Un’ulteriore informazione significativa riguarda il dato sulla percezione della qualità del lavoro svolto da casa: il 35% dei rispondenti ha dichiarato di aver lavorato meglio; il 46% di aver lavorato come prima; mentre solo il restante 19% ha avuto la percezione di aver lavorato  peggio.

“Per una migliore gestione del tempo e per la possibilità di alternare momenti di distrazione efficace con i momenti di lavoro, che sono poi affrontati con maggiore concentrazione e produttività”

“Secondo me chi lavora in ufficio lavora nello stesso modo (in termini qualitativi e quantitativi) anche a casa. Chi non lavora in ufficio non lavora neanche a casa….”

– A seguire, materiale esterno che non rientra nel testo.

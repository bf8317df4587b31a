//! Cross-panel event bus.
//!
//! Panels that know nothing about each other (notes, map, status line) learn
//! about domain selections here. Dispatch is synchronous and in subscription
//! order; there is no replay and no buffering.

use geopanes_core::events::{DomainEvent, DomainEventKind};
use parking_lot::Mutex;
use std::collections::HashMap;
use std::panic::{catch_unwind, AssertUnwindSafe};
use std::sync::Arc;

/// A subscriber callback. Returning `Err` marks the delivery as failed.
pub type Handler = Arc<dyn Fn(&DomainEvent) -> anyhow::Result<()> + Send + Sync>;

/// Handle returned by `subscribe`, needed to unsubscribe.
#[derive(Clone, Copy, Debug, PartialEq, Eq, Hash)]
pub struct SubscriptionId(u64);

/// Outcome of one `publish` call.
#[derive(Clone, Copy, Debug, Default, PartialEq, Eq)]
pub struct DeliveryReport {
    /// Handlers that returned Ok
    pub delivered: usize,
    /// Handlers that returned Err or panicked
    pub failed: usize,
}

struct Subscriber {
    id: SubscriptionId,
    handler: Handler,
}

#[derive(Default)]
struct BusInner {
    next_id: u64,
    subscribers: HashMap<DomainEventKind, Vec<Subscriber>>,
}

/// Cloneable handle to one publish/subscribe channel.
///
/// Clones share the same subscriber table, so the tracker and every panel
/// can hold their own handle.
#[derive(Clone, Default)]
pub struct EventBus {
    inner: Arc<Mutex<BusInner>>,
}

impl std::fmt::Debug for EventBus {
    fn fmt(&self, f: &mut std::fmt::Formatter<'_>) -> std::fmt::Result {
        let inner = self.inner.lock();
        let counts: HashMap<_, _> = inner
            .subscribers
            .iter()
            .map(|(kind, subs)| (kind.as_str(), subs.len()))
            .collect();
        f.debug_struct("EventBus").field("subscribers", &counts).finish()
    }
}

impl EventBus {
    pub fn new() -> Self {
        Self::default()
    }

    pub fn subscribe<F>(&self, kind: DomainEventKind, handler: F) -> SubscriptionId
    where
        F: Fn(&DomainEvent) -> anyhow::Result<()> + Send + Sync + 'static,
    {
        let mut inner = self.inner.lock();
        inner.next_id += 1;
        let id = SubscriptionId(inner.next_id);
        inner.subscribers.entry(kind).or_default().push(Subscriber {
            id,
            handler: Arc::new(handler),
        });
        log::debug!("Subscribed {:?} to {}", id, kind);
        id
    }

    /// Remove a subscription. Returns false if it was not subscribed to `kind`.
    pub fn unsubscribe(&self, kind: DomainEventKind, id: SubscriptionId) -> bool {
        let mut inner = self.inner.lock();
        let Some(subs) = inner.subscribers.get_mut(&kind) else {
            return false;
        };
        let before = subs.len();
        subs.retain(|s| s.id != id);
        subs.len() != before
    }

    pub fn subscriber_count(&self, kind: DomainEventKind) -> usize {
        self.inner
            .lock()
            .subscribers
            .get(&kind)
            .map_or(0, Vec::len)
    }

    /// Deliver an event to every current subscriber of its kind.
    ///
    /// Handlers run against a snapshot taken before dispatch with the lock
    /// released, so they may publish, subscribe or unsubscribe themselves.
    /// A failing or panicking handler is logged and skipped.
    pub fn publish(&self, event: &DomainEvent) -> DeliveryReport {
        let kind = event.kind();
        let handlers: Vec<(SubscriptionId, Handler)> = {
            let inner = self.inner.lock();
            inner
                .subscribers
                .get(&kind)
                .map(|subs| subs.iter().map(|s| (s.id, s.handler.clone())).collect())
                .unwrap_or_default()
        };

        let mut report = DeliveryReport::default();
        for (id, handler) in handlers {
            match catch_unwind(AssertUnwindSafe(|| handler(event))) {
                Ok(Ok(())) => report.delivered += 1,
                Ok(Err(e)) => {
                    log::warn!("{} handler {:?} failed: {:#}", kind, id, e);
                    report.failed += 1;
                }
                Err(payload) => {
                    log::error!("{} handler {:?} panicked: {}", kind, id, panic_message(&payload));
                    report.failed += 1;
                }
            }
        }
        log::debug!(
            "Published {}: {} delivered, {} failed",
            kind,
            report.delivered,
            report.failed
        );
        report
    }
}

fn panic_message(payload: &Box<dyn std::any::Any + Send>) -> String {
    if let Some(s) = payload.downcast_ref::<&str>() {
        (*s).to_string()
    } else if let Some(s) = payload.downcast_ref::<String>() {
        s.clone()
    } else {
        "unknown panic".to_string()
    }
}

#[cfg(test)]
mod tests {
    use super::*;
    use geopanes_core::events::ZoneRef;

    fn recorder() -> (Arc<Mutex<Vec<String>>>, impl Fn(&DomainEvent) -> anyhow::Result<()> + Send + Sync + 'static) {
        let seen = Arc::new(Mutex::new(Vec::new()));
        let sink = seen.clone();
        (seen, move |event: &DomainEvent| {
            if let Some(record) = event.record() {
                sink.lock().push(record.record_id.clone());
            }
            Ok(())
        })
    }

    #[test]
    fn delivers_in_subscription_order() {
        let bus = EventBus::new();
        let order = Arc::new(Mutex::new(Vec::new()));
        for n in 0..3 {
            let order = order.clone();
            bus.subscribe(DomainEventKind::RecordSelected, move |_| {
                order.lock().push(n);
                Ok(())
            });
        }
        let report = bus.publish(&DomainEvent::record_selected("GC1", None));
        assert_eq!(report, DeliveryReport { delivered: 3, failed: 0 });
        assert_eq!(*order.lock(), vec![0, 1, 2]);
    }

    #[test]
    fn only_matching_kind_is_delivered() {
        let bus = EventBus::new();
        let (seen, handler) = recorder();
        bus.subscribe(DomainEventKind::RecordSelected, handler);
        let report = bus.publish(&DomainEvent::ZoneSelected(ZoneRef { zone_id: "z".into() }));
        assert_eq!(report, DeliveryReport::default());
        assert!(seen.lock().is_empty());
    }

    #[test]
    fn failing_and_panicking_handlers_do_not_stop_others() {
        let bus = EventBus::new();
        bus.subscribe(DomainEventKind::RecordSelected, |_| anyhow::bail!("boom"));
        bus.subscribe(DomainEventKind::RecordSelected, |_| panic!("handler exploded"));
        let (seen, handler) = recorder();
        bus.subscribe(DomainEventKind::RecordSelected, handler);

        let report = bus.publish(&DomainEvent::record_selected("GC123", Some("GC123")));
        assert_eq!(report, DeliveryReport { delivered: 1, failed: 2 });
        assert_eq!(*seen.lock(), vec!["GC123".to_string()]);
    }

    #[test]
    fn unsubscribe_stops_delivery() {
        let bus = EventBus::new();
        let (seen, handler) = recorder();
        let id = bus.subscribe(DomainEventKind::RecordSelected, handler);
        assert!(bus.unsubscribe(DomainEventKind::RecordSelected, id));
        assert!(!bus.unsubscribe(DomainEventKind::RecordSelected, id));
        assert!(!bus.unsubscribe(DomainEventKind::ZoneSelected, id));
        bus.publish(&DomainEvent::record_selected("GC1", None));
        assert!(seen.lock().is_empty());
        assert_eq!(bus.subscriber_count(DomainEventKind::RecordSelected), 0);
    }

    #[test]
    fn no_replay_for_late_subscribers() {
        let bus = EventBus::new();
        bus.publish(&DomainEvent::record_selected("GC1", None));
        let (seen, handler) = recorder();
        bus.subscribe(DomainEventKind::RecordSelected, handler);
        assert!(seen.lock().is_empty());
    }

    #[test]
    fn handler_may_unsubscribe_itself_during_dispatch() {
        let bus = EventBus::new();
        let slot: Arc<Mutex<Option<SubscriptionId>>> = Arc::new(Mutex::new(None));
        let calls = Arc::new(Mutex::new(0));
        let id = {
            let bus2 = bus.clone();
            let slot = slot.clone();
            let calls = calls.clone();
            bus.subscribe(DomainEventKind::RecordSelected, move |_| {
                *calls.lock() += 1;
                if let Some(id) = *slot.lock() {
                    bus2.unsubscribe(DomainEventKind::RecordSelected, id);
                }
                Ok(())
            })
        };
        *slot.lock() = Some(id);

        bus.publish(&DomainEvent::record_selected("a", None));
        bus.publish(&DomainEvent::record_selected("b", None));
        assert_eq!(*calls.lock(), 1);
    }

    #[test]
    fn clones_share_subscribers() {
        let bus = EventBus::new();
        let other = bus.clone();
        let (seen, handler) = recorder();
        other.subscribe(DomainEventKind::RecordSelected, handler);
        bus.publish(&DomainEvent::record_selected("GC9", None));
        assert_eq!(*seen.lock(), vec!["GC9".to_string()]);
    }
}
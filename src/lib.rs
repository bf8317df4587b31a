//! Panel registry and active-component tracking for the geopanes puzzle
//! workspace.

pub mod loaders;
pub mod workspace;
//! Shared, UI-free types for the geopanes panel layer.
//!
//! Everything here is plain data: ids, panel kinds and their typed state,
//! domain events exchanged between panels, and the request/response
//! contract of the remote content source. The optional `client` feature
//! adds the HTTP client that speaks that contract.

pub mod api;
pub mod events;
pub mod ids;
pub mod panel;

#[cfg(feature = "client")]
pub mod client;
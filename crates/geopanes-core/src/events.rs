//! Domain events exchanged between otherwise unrelated panels.
//!
//! These are application-level notifications ("a geocache was selected"),
//! derived from but distinct from raw UI focus changes.

use serde::{Deserialize, Serialize};
use std::fmt;

/// Name of a domain event, used as the subscription key.
#[derive(Clone, Copy, Debug, PartialEq, Eq, Hash, Serialize, Deserialize)]
#[serde(rename_all = "camelCase")]
pub enum DomainEventKind {
    RecordSelected,
    ZoneSelected,
}

impl DomainEventKind {
    pub fn as_str(&self) -> &'static str {
        match self {
            DomainEventKind::RecordSelected => "recordSelected",
            DomainEventKind::ZoneSelected => "zoneSelected",
        }
    }
}

impl fmt::Display for DomainEventKind {
    fn fmt(&self, f: &mut fmt::Formatter<'_>) -> fmt::Result {
        f.write_str(self.as_str())
    }
}

/// Minimal shape of a selected record: its id and an optional short code.
#[derive(Clone, Debug, PartialEq, Eq, Serialize, Deserialize)]
#[serde(rename_all = "camelCase")]
pub struct RecordRef {
    pub record_id: String,
    #[serde(default, skip_serializing_if = "Option::is_none")]
    pub code: Option<String>,
}

#[derive(Clone, Debug, PartialEq, Eq, Serialize, Deserialize)]
#[serde(rename_all = "camelCase")]
pub struct ZoneRef {
    pub zone_id: String,
}

#[derive(Clone, Debug, PartialEq, Eq, Serialize, Deserialize)]
#[serde(tag = "event", content = "detail", rename_all = "camelCase")]
pub enum DomainEvent {
    RecordSelected(RecordRef),
    ZoneSelected(ZoneRef),
}

impl DomainEvent {
    pub fn kind(&self) -> DomainEventKind {
        match self {
            DomainEvent::RecordSelected(_) => DomainEventKind::RecordSelected,
            DomainEvent::ZoneSelected(_) => DomainEventKind::ZoneSelected,
        }
    }

    pub fn record_selected(record_id: &str, code: Option<&str>) -> Self {
        DomainEvent::RecordSelected(RecordRef {
            record_id: record_id.to_string(),
            code: code.map(str::to_string),
        })
    }

    /// The selected record, if this event carries one.
    pub fn record(&self) -> Option<&RecordRef> {
        match self {
            DomainEvent::RecordSelected(record) => Some(record),
            DomainEvent::ZoneSelected(_) => None,
        }
    }
}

“Il tempo non scandito dagli orari di entrata e uscita dal posto di lavoro ha fatto in modo che si tenda a portare a termine un lavoro che  in ufficio avresti rimandato al giorno successivo. La possibilità di gestire il proprio tempo non ti porta a controllare l’orologio e a volte si è più concentrati.”

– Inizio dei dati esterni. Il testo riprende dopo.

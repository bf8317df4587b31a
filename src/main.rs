use anyhow::{Context, Result};
use geopanes::loaders::register_builtin_loaders;
use geopanes::workspace::bus::EventBus;
use geopanes::workspace::registry::ComponentRegistry;
use geopanes::workspace::state::PanelView;
use geopanes::workspace::{persistence, settings, Workspace, WorkspaceOptions};
use geopanes_core::client::{ContentClient, SettingsClient};
use geopanes_core::events::{DomainEvent, DomainEventKind};
use std::sync::Arc;
use std::time::Duration;

/// How long startup waits for the remote preference before using the local one.
const PREFERENCE_TIMEOUT: Duration = Duration::from_secs(2);

fn main() -> Result<()> {
    env_logger::init();

    let settings = settings::load_settings();
    let config = persistence::load_root_config().context("Failed to load layout")?;
    let load_timeout = Duration::from_secs(settings.load_timeout_secs.max(1));

    let runtime = tokio::runtime::Builder::new_multi_thread()
        .enable_all()
        .build()
        .context("Failed to start async runtime")?;

    // Duplicate registration is a programming error: refuse to start
    let client = ContentClient::new(&settings.backend_url).with_timeout(load_timeout);
    let mut registry = ComponentRegistry::new();
    register_builtin_loaders(&mut registry, &client).context("Failed to register panel loaders")?;

    let bus = EventBus::new();
    bus.subscribe(DomainEventKind::RecordSelected, |event: &DomainEvent| {
        if let Some(record) = event.record() {
            log::info!(
                "Selected geocache {} {}",
                record.record_id,
                record.code.as_deref().unwrap_or("")
            );
        }
        Ok(())
    });
    bus.subscribe(DomainEventKind::ZoneSelected, |event: &DomainEvent| {
        if let DomainEvent::ZoneSelected(zone) = event {
            log::info!("Selected zone {}", zone.zone_id);
        }
        Ok(())
    });

    let mut options = WorkspaceOptions::from(&settings);
    let settings_client = SettingsClient::new(&settings.backend_url).with_timeout(PREFERENCE_TIMEOUT);
    match runtime.block_on(settings_client.open_in_active_stack()) {
        Ok(Some(value)) => {
            log::info!("Backend preference: open panels in active stack = {}", value);
            options.open_in_active_stack = value;
        }
        Ok(None) => {}
        Err(e) => log::warn!("Could not read panel preference from backend: {:#}", e),
    }

    let mut workspace = Workspace::from_config(&config, Arc::new(registry), bus, runtime.handle().clone(), options);
    if !workspace.wait_for_loads(load_timeout) {
        log::warn!("Some panels did not finish loading");
    }

    for container in workspace.tree().containers() {
        let status = match container.view() {
            PanelView::Loading => "loading".to_string(),
            PanelView::Content(_) => "ready".to_string(),
            PanelView::Error(msg) => format!("error: {}", msg),
        };
        log::info!("{} [{}] {}: {}", container.id(), container.component_type(), container.title(), status);
    }

    let layout = serde_json::to_string_pretty(workspace.tree().root()).context("Failed to serialize layout")?;
    println!("{}", layout);
    Ok(())
}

“La maggiore concentrazione recepita in ambiente domestico consente di lavorare meglio e in meno tempo. Inoltre, eliminati i tempi degli spostamenti giornaliere (circa 2 ore) si lavora anche molto di più. Ritengo davvero che lo smart working e/o il telelavoro  dovrebbero entrare a far parte del quotidiano e non solo delle emergenze. Si eviterebbe molto stress giornaliero nella conciliazione degli spostamenti/lavoro/vita privata, si consentirebbe una maggiore cura per se stessi e ci sarebbe anche un grande risparmio economico sia per il lavoratore che per l’ente.”

Infine, rispetto alla possibilità di richiedere un prolungamento dello SW al termine dell’emergenza, il 54% dei rispondenti dichiara di essere favorevole a richiederlo, con percentuali molto prossime tra donne e uomini (Fig.2). Al contrario è solo una minoranza di rispondenti che invece si dichiara sicuramente o probabilmente sfavorevole a farlo. In questo secondo gruppo va rilevata una lieve differenza tra donne e uomini che, rispettivamente, hanno risposto di non essere  disposti a richiedere un prolungamento dello SW nel 12.2% e nel 15.1% dei casi.

Considerazioni per un futuro smart del lavoro a distanza

Sulla base dei dati raccolti dall’indagine e in linea con la tendenza politica di rafforzare la sostenibilità economica, sociale e ambientale del lalvoro, si dovrà necessariamente tener conto dello SW come una pratica da adottare sul lungo periodo. Conseguentemente, la realizzazione di una nuova forma di organizzazione del lavoro, richiede nuove competenze e quindi formazione dei lavoratori. Non si tratta solo di competenze gestionali e/o informatiche bensì anche di capacità “organizzative”, per una migliore gestione del lavoro, per una maggiore responsabilità di gruppo e per una più marcata valorizzazione del lavoro interdisciplinare. Implementare lo Smart Working nella ricerca, richiede, inoltre, un investimento diretto verso i gruppi di ricerca, in particolare nella loro organizzazione del lavoro e anche nell’accessibilità di strumenti e tecnologie digitali per l’accesso da remoto a laboratori e istituti di ricerca.

L’auspicio è che si proceda con delle politiche che guardino all’efficienza dell’organizzazione del lavoro, valorizzando l’approccio team science, che include concetti e metodi per comprendere e migliorare i risultati della ricerca collaborativa e dei programmi di training. Fiducia, consapevolezza, intelligenza emotiva, leadership, tutoraggio, dinamiche di gruppo, comunicazione, riconoscimento, condivisione del successo, gestione dei conflitti sono aspetti da curare per la buona riuscita del lavoro, non solo del lavoro smart ma in generale per l’ottimizzazione e l’efficienza della produzione scientifica.

Riferimenti

OECD. (2020). Women at the core of the fight against COVID-19crisis [online]. OECD Tackling Coronavirus Contributing to a Global Effort.